Problem details: Extract the complete data exactly as given.

Extracted entries:

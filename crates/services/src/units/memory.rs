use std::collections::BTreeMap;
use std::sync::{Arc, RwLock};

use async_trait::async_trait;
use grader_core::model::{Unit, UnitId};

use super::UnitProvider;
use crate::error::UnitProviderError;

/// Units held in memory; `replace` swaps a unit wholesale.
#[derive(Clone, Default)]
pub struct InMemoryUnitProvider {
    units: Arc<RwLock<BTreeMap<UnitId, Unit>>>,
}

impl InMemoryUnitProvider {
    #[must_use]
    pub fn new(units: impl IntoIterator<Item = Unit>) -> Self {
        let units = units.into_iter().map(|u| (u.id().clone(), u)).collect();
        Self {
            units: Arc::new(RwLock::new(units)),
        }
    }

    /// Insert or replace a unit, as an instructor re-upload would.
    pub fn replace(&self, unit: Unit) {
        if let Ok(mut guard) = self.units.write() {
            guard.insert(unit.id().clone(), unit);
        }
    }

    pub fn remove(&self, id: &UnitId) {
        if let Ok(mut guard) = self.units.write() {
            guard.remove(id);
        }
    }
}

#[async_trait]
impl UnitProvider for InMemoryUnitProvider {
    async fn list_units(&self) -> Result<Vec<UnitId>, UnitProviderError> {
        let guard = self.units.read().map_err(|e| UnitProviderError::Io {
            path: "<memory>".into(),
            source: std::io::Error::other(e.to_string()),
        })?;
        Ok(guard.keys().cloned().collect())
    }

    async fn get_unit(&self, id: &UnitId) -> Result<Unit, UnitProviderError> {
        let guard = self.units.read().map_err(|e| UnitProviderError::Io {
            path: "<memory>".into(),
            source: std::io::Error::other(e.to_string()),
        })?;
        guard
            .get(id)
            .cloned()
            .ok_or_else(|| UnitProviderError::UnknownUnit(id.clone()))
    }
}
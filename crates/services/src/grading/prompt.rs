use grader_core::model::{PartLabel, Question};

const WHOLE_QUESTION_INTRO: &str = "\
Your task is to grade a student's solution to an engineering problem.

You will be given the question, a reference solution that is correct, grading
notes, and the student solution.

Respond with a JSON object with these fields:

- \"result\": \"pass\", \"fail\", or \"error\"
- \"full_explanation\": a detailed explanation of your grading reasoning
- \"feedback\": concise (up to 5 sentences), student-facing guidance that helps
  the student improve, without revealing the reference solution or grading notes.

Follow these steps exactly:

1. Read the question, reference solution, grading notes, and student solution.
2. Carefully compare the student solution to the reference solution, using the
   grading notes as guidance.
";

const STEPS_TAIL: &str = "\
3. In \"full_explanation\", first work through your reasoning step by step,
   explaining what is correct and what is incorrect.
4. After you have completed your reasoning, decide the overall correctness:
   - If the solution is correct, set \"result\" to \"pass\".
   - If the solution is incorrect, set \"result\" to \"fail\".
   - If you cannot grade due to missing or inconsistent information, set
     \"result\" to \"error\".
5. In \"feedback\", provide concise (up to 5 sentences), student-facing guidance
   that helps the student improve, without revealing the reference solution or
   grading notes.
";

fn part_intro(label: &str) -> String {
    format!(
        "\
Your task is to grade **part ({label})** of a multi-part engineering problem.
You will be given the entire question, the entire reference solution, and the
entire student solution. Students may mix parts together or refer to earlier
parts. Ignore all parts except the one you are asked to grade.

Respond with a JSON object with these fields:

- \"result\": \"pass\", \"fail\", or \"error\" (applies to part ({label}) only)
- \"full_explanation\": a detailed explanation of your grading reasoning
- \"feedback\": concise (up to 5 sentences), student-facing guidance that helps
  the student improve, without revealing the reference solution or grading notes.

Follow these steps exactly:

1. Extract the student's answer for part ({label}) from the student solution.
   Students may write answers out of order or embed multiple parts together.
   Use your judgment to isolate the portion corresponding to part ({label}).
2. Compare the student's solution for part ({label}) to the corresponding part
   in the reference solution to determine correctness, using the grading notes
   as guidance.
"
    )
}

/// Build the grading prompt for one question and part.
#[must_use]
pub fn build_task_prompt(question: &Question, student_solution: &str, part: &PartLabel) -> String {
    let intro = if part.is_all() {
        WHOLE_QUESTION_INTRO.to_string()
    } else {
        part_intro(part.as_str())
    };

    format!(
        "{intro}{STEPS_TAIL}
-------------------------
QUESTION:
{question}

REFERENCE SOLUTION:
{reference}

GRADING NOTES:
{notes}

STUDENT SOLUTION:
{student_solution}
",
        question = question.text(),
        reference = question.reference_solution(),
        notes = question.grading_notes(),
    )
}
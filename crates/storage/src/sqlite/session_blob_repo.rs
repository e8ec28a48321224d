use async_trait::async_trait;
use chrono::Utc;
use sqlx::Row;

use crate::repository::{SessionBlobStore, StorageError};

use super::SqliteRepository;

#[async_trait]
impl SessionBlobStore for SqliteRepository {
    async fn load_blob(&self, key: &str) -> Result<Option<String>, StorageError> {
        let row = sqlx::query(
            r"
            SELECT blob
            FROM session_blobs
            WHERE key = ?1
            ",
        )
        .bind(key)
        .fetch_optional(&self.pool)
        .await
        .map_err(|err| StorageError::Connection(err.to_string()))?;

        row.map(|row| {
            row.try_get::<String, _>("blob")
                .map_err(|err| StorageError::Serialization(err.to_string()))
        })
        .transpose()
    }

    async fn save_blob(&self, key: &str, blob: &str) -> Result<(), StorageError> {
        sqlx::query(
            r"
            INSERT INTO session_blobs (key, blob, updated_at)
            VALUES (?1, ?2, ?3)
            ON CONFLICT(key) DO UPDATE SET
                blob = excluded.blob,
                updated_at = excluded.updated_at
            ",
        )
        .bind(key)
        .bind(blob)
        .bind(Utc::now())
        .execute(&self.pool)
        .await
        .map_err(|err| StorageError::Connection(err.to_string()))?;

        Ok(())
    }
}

Exercise output:
filename crates/services/src/units/memory.rs
use std::collections::BTreeMap;
use std::sync::{Arc, RwLock};

use async_trait::async_trait;
use grader_core::model::{Unit, UnitId};

use super::UnitProvider;
use crate::error::UnitProviderError;

/// Units held in memory; `replace` swaps a unit wholesale.
#[derive(Clone, Default)]
pub struct InMemoryUnitProvider {
    units: Arc<RwLock<BTreeMap<UnitId, Unit>>>,
}

impl InMemoryUnitProvider {
    #[must_use]
    pub fn new(units: impl IntoIterator<Item = Unit>) -> Self {
        let units = units.into_iter().map(|u| (u.id().clone(), u)).collect();
        Self {
            units: Arc::new(RwLock::new(units)),
        }
    }

    /// Insert or replace a unit, as an instructor re-upload would.
    pub fn replace(&self, unit: Unit) {
        if let Ok(mut guard) = self.units.write() {
            guard.insert(unit.id().clone(), unit);
        }
    }

    pub fn remove(&self, id: &UnitId) {
        if let Ok(mut guard) = self.units.write() {
            guard.remove(id);
        }
    }
}

#[async_trait]
impl UnitProvider for InMemoryUnitProvider {
    async fn list_units(&self) -> Result<Vec<UnitId>, UnitProviderError> {
        let guard = self.units.read().map_err(|e| UnitProviderError::Io {
            path: "<memory>".into(),
            source: std::io::Error::other(e.to_string()),
        })?;
        Ok(guard.keys().cloned().collect())
    }

    async fn get_unit(&self, id: &UnitId) -> Result<Unit, UnitProviderError> {
        let guard = self.units.read().map_err(|e| UnitProviderError::Io {
            path: "<memory>".into(),
            source: std::io::Error::other(e.to_string()),
        })?;
        guard
            .get(id)
            .cloned()
            .ok_or_else(|| UnitProviderError::UnknownUnit(id.clone()))
    }
}
filename crates/services/src/grading/prompt.rs
use grader_core::model::{PartLabel, Question};

const WHOLE_QUESTION_INTRO: &str = "\
Your task is to grade a student's solution to an engineering problem.

You will be given the question, a reference solution that is correct, grading
notes, and the student solution.

Respond with a JSON object with these fields:

- \"result\": \"pass\", \"fail\", or \"error\"
- \"full_explanation\": a detailed explanation of your grading reasoning
- \"feedback\": concise (up to 5 sentences), student-facing guidance that helps
  the student improve, without revealing the reference solution or grading notes.

Follow these steps exactly:

1. Read the question, reference solution, grading notes, and student solution.
2. Carefully compare the student solution to the reference solution, using the
   grading notes as guidance.
";

const STEPS_TAIL: &str = "\
3. In \"full_explanation\", first work through your reasoning step by step,
   explaining what is correct and what is incorrect.
4. After you have completed your reasoning, decide the overall correctness:
   - If the solution is correct, set \"result\" to \"pass\".
   - If the solution is incorrect, set \"result\" to \"fail\".
   - If you cannot grade due to missing or inconsistent information, set
     \"result\" to \"error\".
5. In \"feedback\", provide concise (up to 5 sentences), student-facing guidance
   that helps the student improve, without revealing the reference solution or
   grading notes.
";

fn part_intro(label: &str) -> String {
    format!(
        "\
Your task is to grade **part ({label})** of a multi-part engineering problem.
You will be given the entire question, the entire reference solution, and the
entire student solution. Students may mix parts together or refer to earlier
parts. Ignore all parts except the one you are asked to grade.

Respond with a JSON object with these fields:

- \"result\": \"pass\", \"fail\", or \"error\" (applies to part ({label}) only)
- \"full_explanation\": a detailed explanation of your grading reasoning
- \"feedback\": concise (up to 5 sentences), student-facing guidance that helps
  the student improve, without revealing the reference solution or grading notes.

Follow these steps exactly:

1. Extract the student's answer for part ({label}) from the student solution.
   Students may write answers out of order or embed multiple parts together.
   Use your judgment to isolate the portion corresponding to part ({label}).
2. Compare the student's solution for part ({label}) to the corresponding part
   in the reference solution to determine correctness, using the grading notes
   as guidance.
"
    )
}

/// Build the grading prompt for one question and part.
#[must_use]
pub fn build_task_prompt(question: &Question, student_solution: &str, part: &PartLabel) -> String {
    let intro = if part.is_all() {
        WHOLE_QUESTION_INTRO.to_string()
    } else {
        part_intro(part.as_str())
    };

    format!(
        "{intro}{STEPS_TAIL}
-------------------------
QUESTION:
{question}

REFERENCE SOLUTION:
{reference}

GRADING NOTES:
{notes}

STUDENT SOLUTION:
{student_solution}
",
        question = question.text(),
        reference = question.reference_solution(),
        notes = question.grading_notes(),
    )
}
filename crates/storage/src/sqlite/session_blob_repo.rs
repository e8ec28a48321224d
use async_trait::async_trait;
use chrono::Utc;
use sqlx::Row;

use crate::repository::{SessionBlobStore, StorageError};

use super::SqliteRepository;

#[async_trait]
impl SessionBlobStore for SqliteRepository {
    async fn load_blob(&self, key: &str) -> Result<Option<String>, StorageError> {
        let row = sqlx::query(
            r"
            SELECT blob
            FROM session_blobs
            WHERE key = ?1
            ",
        )
        .bind(key)
        .fetch_optional(&self.pool)
        .await
        .map_err(|err| StorageError::Connection(err.to_string()))?;

        row.map(|row| {
            row.try_get::<String, _>("blob")
                .map_err(|err| StorageError::Serialization(err.to_string()))
        })
        .transpose()
    }

    async fn save_blob(&self, key: &str, blob: &str) -> Result<(), StorageError> {
        sqlx::query(
            r"
            INSERT INTO session_blobs (key, blob, updated_at)
            VALUES (?1, ?2, ?3)
            ON CONFLICT(key) DO UPDATE SET
                blob = excluded.blob,
                updated_at = excluded.updated_at
            ",
        )
        .bind(key)
        .bind(blob)
        .bind(Utc::now())
        .execute(&self.pool)
        .await
        .map_err(|err| StorageError::Connection(err.to_string()))?;

        Ok(())
    }
}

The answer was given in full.